Я не только пожиратель архива, пытающийся извлечь какую-то пользу, найти неизвестные и неизданные тексты и документы, и сразу бегущий их публиковать. У меня были, и нередко, другие моменты, и с моей помощью в государственные архивы и архивохранилища поступали архивы известных писателей, и не очень известных. Прежде всего, хочу назвать парижский архив известного писателя, киевлянина, автора знаменитой повести «В окопах Сталинграда» Виктора Платоновича Некрасова. Я был его секретарем. Он провел в эмиграции около тринадцати лет. Кстати, работал долго на «Свободе». И у него образовался большой архив. Я убедил наследника, Виктора Кондырева, передать большую часть архива в РНБ – Российскую Национальную Библиотеку, бывшую Публичку, в отдел рукописей. Это было уже насколько лет назад. Вторую часть несколько лет назад Кондырев передал в Москву, в Государственный литературный музей, с моей же подачи. Среди них оказалось очень много документов, в том числе, что очень важно подчеркнуть, один из осколков, подобранный Некрасовым во время последней поездки в Сталинград в 1973 году. На его могиле на кладбище Сен-Женевьев де Буа лежит большой осколок, второй осколок, служивший ему пресс-папье - это для него было символично и очень важно. Возникает вопрос: почему не в Киев? Я могу сказать, почему. У меня были сложные отношения с киевскими официальными властями, и я считал, что меня могут не подпустить работать в архиве, а такие случаи уже были в Киеве, поэтому я решил, что мне ближе Санкт-Петербург и Москва.

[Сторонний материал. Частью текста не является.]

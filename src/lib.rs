//! ShipStation MCP Server Library
//!
//! Exposes the ShipStation REST API to MCP clients: one tool per endpoint
//! plus a documentation resource describing each endpoint group.
//!
//! # Architecture
//!
//! - **api**: The ShipStation HTTP client and its injectable trait
//! - **core**: Configuration, error handling, the server handler and transports
//! - **domains**: Business logic organized by bounded contexts
//!   - **tools**: One MCP tool per ShipStation endpoint
//!   - **resources**: The API documentation resource
//!
//! # Example
//!
//! ```rust,no_run
//! use shipstation_mcp_server::core::{Config, McpServer, TransportService};
//!
//! #[tokio::main]
//! async fn main() -> anyhow::Result<()> {
//!     let config = Config::from_env();
//!     let server = McpServer::new(config.clone())?;
//!     TransportService::new(config.transport).run(server).await?;
//!     Ok(())
//! }
//! ```

pub mod api;
pub mod core;
pub mod domains;

// Re-export commonly used types for convenience
pub use api::{SharedApi, ShipStationApi, ShipStationClient};
pub use core::{Config, Error, McpServer, Result};
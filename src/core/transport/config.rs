//! Transport configuration types.

use serde::{Deserialize, Serialize};

/// Transport configuration options.
#[derive(Debug, Clone, Serialize, Deserialize)]
#[serde(tag = "type", rename_all = "lowercase")]
pub enum TransportConfig {
    /// Standard input/output transport (default for MCP).
    #[cfg(feature = "stdio")]
    Stdio,

    /// HTTP transport with JSON-RPC over POST.
    #[cfg(feature = "http")]
    Http(HttpConfig),
}

/// HTTP transport configuration.
#[cfg(feature = "http")]
#[derive(Debug, Clone, Serialize, Deserialize)]
pub struct HttpConfig {
    /// Port number to listen on.
    pub port: u16,

    /// Host address to bind to.
    #[serde(default = "default_host")]
    pub host: String,

    /// Path for JSON-RPC endpoint.
    #[serde(default = "default_rpc_path")]
    pub rpc_path: String,

    /// Enable CORS for browser clients.
    #[serde(default = "default_cors")]
    pub enable_cors: bool,
}

#[cfg(feature = "http")]
fn default_host() -> String {
    "127.0.0.1".to_string()
}

#[cfg(feature = "http")]
fn default_rpc_path() -> String {
    "/mcp".to_string()
}

#[cfg(feature = "http")]
fn default_cors() -> bool {
    true
}

impl Default for TransportConfig {
    fn default() -> Self {
        #[cfg(feature = "stdio")]
        {
            Self::Stdio
        }

        #[cfg(all(not(feature = "stdio"), feature = "http"))]
        {
            Self::Http(HttpConfig::default())
        }

        #[cfg(not(any(feature = "stdio", feature = "http")))]
        {
            compile_error!("At least one transport feature must be enabled: stdio or http");
        }
    }
}

#[cfg(feature = "http")]
impl Default for HttpConfig {
    fn default() -> Self {
        Self {
            port: 8080,
            host: default_host(),
            rpc_path: default_rpc_path(),
            enable_cors: default_cors(),
        }
    }
}

impl TransportConfig {
    /// Create a STDIO transport config.
    #[cfg(feature = "stdio")]
    pub fn stdio() -> Self {
        Self::Stdio
    }

    /// Create an HTTP transport config.
    #[cfg(feature = "http")]
    pub fn http(port: u16, host: impl Into<String>) -> Self {
        Self::Http(HttpConfig {
            port,
            host: host.into(),
            ..Default::default()
        })
    }

    /// Load transport config from environment variables.
    ///
    /// `MCP_TRANSPORT=http` selects HTTP when the feature is compiled in;
    /// anything else falls back to the default transport.
    pub fn from_env() -> Self {
        let transport = std::env::var("MCP_TRANSPORT")
            .unwrap_or_default()
            .to_lowercase();

        match transport.as_str() {
            #[cfg(feature = "http")]
            "http" => Self::Http(HttpConfig::from_env()),
            _ => Self::default(),
        }
    }

    /// Get a description of this transport for logging.
    pub fn description(&self) -> String {
        match self {
            #[cfg(feature = "stdio")]
            Self::Stdio => "STDIO (standard MCP mode)".to_string(),
            #[cfg(feature = "http")]
            Self::Http(cfg) => format!("HTTP on {}:{}{}", cfg.host, cfg.port, cfg.rpc_path),
        }
    }

    /// Check if this transport is the standard STDIO mode.
    pub fn is_stdio(&self) -> bool {
        #[cfg(feature = "stdio")]
        {
            matches!(self, Self::Stdio)
        }
        #[cfg(not(feature = "stdio"))]
        {
            false
        }
    }
}

#[cfg(feature = "http")]
impl HttpConfig {
    /// Read `MCP_HTTP_PORT`, `MCP_HTTP_HOST`, `MCP_HTTP_PATH` and
    /// `MCP_HTTP_CORS`, falling back to the defaults.
    pub fn from_env() -> Self {
        let port = std::env::var("MCP_HTTP_PORT")
            .ok()
            .and_then(|p| p.parse().ok())
            .unwrap_or(8080);
        let host = std::env::var("MCP_HTTP_HOST").unwrap_or_else(|_| default_host());
        let rpc_path = std::env::var("MCP_HTTP_PATH").unwrap_or_else(|_| default_rpc_path());
        let enable_cors = std::env::var("MCP_HTTP_CORS")
            .map(|v| v.to_lowercase() != "false" && v != "0")
            .unwrap_or(true);

        Self {
            port,
            host,
            rpc_path,
            enable_cors,
        }
    }
}
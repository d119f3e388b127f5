//! STDIO transport implementation.
//!
//! The MCP client spawns the server and speaks JSON-RPC over stdin/stdout.
//! Logs go to stderr so they never corrupt the protocol stream.

use rmcp::ServiceExt;
use tracing::info;

use super::{TransportError, TransportResult};
use crate::core::McpServer;

/// STDIO transport handler.
pub struct StdioTransport;

impl StdioTransport {
    /// Serve `server` on stdin/stdout until the client disconnects.
    pub async fn run(server: McpServer) -> TransportResult<()> {
        info!(server = server.name(), "Ready - communicating via stdin/stdout");

        let service = server
            .serve(rmcp::transport::stdio())
            .await
            .map_err(|e| TransportError::init(e.to_string()))?;

        service
            .waiting()
            .await
            .map_err(|e| TransportError::service(e.to_string()))?;

        info!("STDIO transport finished");
        Ok(())
    }
}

Второй архив, о котором я хотел бы сказать, это такой любопытный писатель, известный в 30-х годах, Сергей Буданцев - поэт и автор романа «Командарм». Очень интересна судьба его архива. Когда я разыскал его вдову, поэтессу Ильину, она мне рассказала поразительную историю. Когда в 1938 году арестовали мужа, архив почему-то не забрали. Она понимала, что за архивом придут. И она полностью скопировала все документы и письма и подсунула чекистам копии. Спасла его архив таким образом. В 60-е годы она, по моему совету, передала этот архив в ЦГАЛИ.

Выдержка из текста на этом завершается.